Loading and preprocessing the data

data <- read.csv("activity.csv", na.strings = "NA")
data$date = as.Date(strptime(data$date, format = "%Y-%m-%d"))

What is mean total number of steps taken per day?

dataAc <- data[complete.cases(data), ]
s <- split(dataAc, data$date)

## Warning: data length is not a multiple of split variable

total_steps <- sapply(s, function(x) sum(x[, "steps"]))
hist(total_steps)

plot of chunk histogram

## total_steps<-na.omit(total_steps)
m <- mean(total_steps)
md <- median(total_steps)

Mean of total mumber of steps taken per day = 9354.2295

Median of total number of steps taken per day = 10395

What is the average daily activity pattern?

## dataAc<-data[complete.cases(data),]
da <- split(data, data$interval)
daily_activity <- sapply(da, function(x) mean(x[, "steps"], na.rm = TRUE))
data_dailyActivity <- cbind(as.integer(names(daily_activity)), as.numeric(daily_activity[]))
data_dailyActivity <- data.frame(data_dailyActivity)
colnames(data_dailyActivity) <- c("interval", "steps")
with(data_dailyActivity, plot(interval, steps, type = "l"))

plot of chunk time series

max_steps <- subset(data_dailyActivity, steps == max(data_dailyActivity$steps))[1, 
    1]

Interval 835, on average across all the days in the dataset, contains the maximum number of steps

Imputing missing values

missing_values <- nrow(data) - nrow(data[complete.cases(data), ])

There are 2304 rows in the dataset that includes NA values. My strategy for filling these missing values in the dataset is to use mean for that 5-minute interval.

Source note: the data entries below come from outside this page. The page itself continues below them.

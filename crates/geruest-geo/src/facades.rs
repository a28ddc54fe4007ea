//! Facade derivation from a footprint ring

use crate::models::Footprint;
use geruest_core::models::{CompassDirection, FacadeSide};

/// One facade per ring edge, in counter-clockwise order starting at the first vertex.
///
/// The facing direction is the outward normal: for a counter-clockwise ring the
/// exterior lies to the right of each edge.
pub fn derive_facades(footprint: &Footprint) -> Vec<FacadeSide> {
    let vertices = footprint.vertices();
    let n = vertices.len();

    let sides: Vec<FacadeSide> = (0..n)
        .map(|index| {
            let start = vertices[index];
            let end = vertices[(index + 1) % n];
            let dx = end[0] - start[0];
            let dy = end[1] - start[1];

            // Outward normal (dy, -dx); bearing is clockwise from north
            let bearing = dy.atan2(-dx).to_degrees();

            FacadeSide {
                index,
                start,
                end,
                length_m: dx.hypot(dy),
                direction: CompassDirection::from_bearing(bearing),
                angle_deg: dy.atan2(dx).to_degrees(),
            }
        })
        .collect();

    tracing::debug!(facades = sides.len(), "Derived facades from footprint");
    sides
}
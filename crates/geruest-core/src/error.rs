//! Error types for the scaffolding planner

use std::path::PathBuf;
use thiserror::Error;

use crate::models::HeightDebug;

#[derive(Debug, Error)]
pub enum GeruestError {
    // Address / geometry errors
    #[error("Address not found: {query}")]
    AddressNotFound { query: String },

    #[error("No facade geometry loaded. Look up an address first")]
    GeometryMissing,

    #[error("Invalid footprint geometry: {reason}")]
    InvalidGeometry { reason: String },

    #[error("Facade {index} is not selectable for the current building")]
    InvalidFacadeIndex { index: usize },

    #[error("Select at least one facade")]
    NoFacadesSelected,

    // Backend errors
    #[error("Backend unavailable: {reason}. Try: {remediation}")]
    BackendUnavailable {
        reason: String,
        remediation: String,
    },

    #[error("Backend returned {status}: {body}")]
    BackendStatus { status: u16, body: String },

    #[error("Backend reported '{status}': {message}")]
    DomainStatus {
        status: String,
        message: String,
        /// Diagnostic counters sent along with the status, if any
        debug: Option<HeightDebug>,
    },

    #[error("Request timed out after {after_secs}s")]
    Timeout { after_secs: u64 },

    #[error("Request cancelled: superseded by a newer request for {resource}")]
    Cancelled { resource: String },

    #[error("Failed to decode backend response: {0}")]
    Decode(String),

    // Configuration errors
    #[error("Missing required configuration: {key}")]
    ConfigMissing { key: String },

    #[error("Invalid configuration value for {key}: {reason}")]
    ConfigInvalid { key: String, reason: String },

    // IO errors
    #[error("IO error at {path}: {source}")]
    FileIo {
        path: PathBuf,
        #[source]
        source: std::io::Error,
    },

    #[error("IO error: {0}")]
    Io(#[from] std::io::Error),

    // Serialization errors
    #[error("Serialization error: {0}")]
    Serialization(String),
}

impl GeruestError {
    /// Single message suitable for a status banner.
    ///
    /// Transport details stay in the `Display` output and the logs; the banner
    /// only tells the user what failed and that the action can be re-run.
    pub fn user_message(&self) -> String {
        match self {
            GeruestError::AddressNotFound { query } => {
                format!("Keine Adresse gefunden für '{}'", query)
            }
            GeruestError::GeometryMissing => {
                "Keine Gebäudedaten geladen. Bitte zuerst eine Adresse suchen.".to_string()
            }
            GeruestError::InvalidFacadeIndex { index } => {
                format!("Fassade {} ist für dieses Gebäude nicht wählbar", index)
            }
            GeruestError::NoFacadesSelected => {
                "Bitte mindestens eine Fassade auswählen (select at least one facade)".to_string()
            }
            GeruestError::BackendUnavailable { .. } => {
                "Server nicht erreichbar. Bitte erneut versuchen.".to_string()
            }
            GeruestError::BackendStatus { status, .. } => {
                format!("Serverfehler ({}). Bitte erneut versuchen.", status)
            }
            GeruestError::DomainStatus { message, .. } => message.clone(),
            GeruestError::Timeout { after_secs } => {
                format!("Zeitüberschreitung nach {} Sekunden. Bitte erneut versuchen.", after_secs)
            }
            GeruestError::Cancelled { .. } => "Anfrage abgebrochen".to_string(),
            other => other.to_string(),
        }
    }

    /// Whether re-running the same action could succeed without changing inputs.
    pub fn is_transient(&self) -> bool {
        matches!(
            self,
            GeruestError::BackendUnavailable { .. }
                | GeruestError::BackendStatus { .. }
                | GeruestError::Timeout { .. }
        )
    }
}

impl From<serde_json::Error> for GeruestError {
    fn from(err: serde_json::Error) -> Self {
        GeruestError::Serialization(err.to_string())
    }
}

pub type Result<T> = std::result::Result<T, GeruestError>;

#[cfg(test)]
mod tests {
    use super::*;

    #[test]
    fn test_empty_selection_message_mentions_facade() {
        let msg = GeruestError::NoFacadesSelected.user_message();
        assert!(msg.contains("select at least one facade"));
    }

    #[test]
    fn test_domain_status_passes_message_through() {
        let err = GeruestError::DomainStatus {
            status: "no_tile_found".to_string(),
            message: "Keine Höhendaten-Kachel gefunden".to_string(),
            debug: None,
        };
        assert_eq!(err.user_message(), "Keine Höhendaten-Kachel gefunden");
        assert!(!err.is_transient());
    }

    #[test]
    fn test_transient_errors() {
        assert!(GeruestError::Timeout { after_secs: 120 }.is_transient());
        assert!(GeruestError::BackendStatus { status: 502, body: String::new() }.is_transient());
        assert!(!GeruestError::NoFacadesSelected.is_transient());
    }
}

## Adding new column includes avarega steps per interval
data["averageStepsPerInterval"] <- data_dailyActivity$steps
for (i in 1:nrow(data)) {
    if (is.na(data[i, 1])) 

    data[i, 1] <- data[i, 4]
}
## Histogram of total number of steps taking each day and calculating mean
## and median
n <- split(data, data$date)
new_total_steps <- sapply(n, function(x) sum(x[, "steps"]))
hist(new_total_steps)

plot of chunk replacing missing values

m = mean(new_total_steps)
md = median(new_total_steps)

Mean of total mumber of steps taken per day after NA replacement = 1.0766 × 10⁴

Median of total mumber of steps taken per day after NA replacement = 1.0766 × 10⁴

Median and mean values changed.

Are there differences in activity patterns between weekdays and weekends?

library(ggplot2)
data["WeekdayorWeekend"] <- data$date
data$WeekdayorWeekend <- as.character(data$WeekdayorWeekend)
for (i in 1:nrow(data)) {
    if (data[i, 2] == "Saturday" | data[i, 2] == "Sunday") {
        data[i, 5] <- "weekend"
    } else {
        data[i, 5] <- "weekday"
    }
}

## Error: character string is not in a standard unambiguous format


dt <- split(data, data$interval)
new_daily_activity <- sapply(dt, function(x) mean(x[, "steps"]))
new_data_dailyActivity <- cbind(as.integer(names(new_daily_activity)), as.numeric(new_daily_activity[]), 
    data$WeekdayorWeekend)
new_data_dailyActivity <- data.frame(new_data_dailyActivity)
colnames(new_data_dailyActivity) <- c("interval", "steps", "wd")
new_data_dailyActivity$interval <- as.integer(new_data_dailyActivity$interval)
new_data_dailyActivity$steps <- as.numeric(new_data_dailyActivity$steps)
q <- ggplot(new_data_dailyActivity, aes(y = steps, x = interval))
q + facet_grid(. ~ wd) + geom_line()

plot of chunk activity pattern

library()
qplot(votes, rating, data = movies)

plot of chunk activity pattern

qplot(votes, rating, data = movies, panel = panel.loess)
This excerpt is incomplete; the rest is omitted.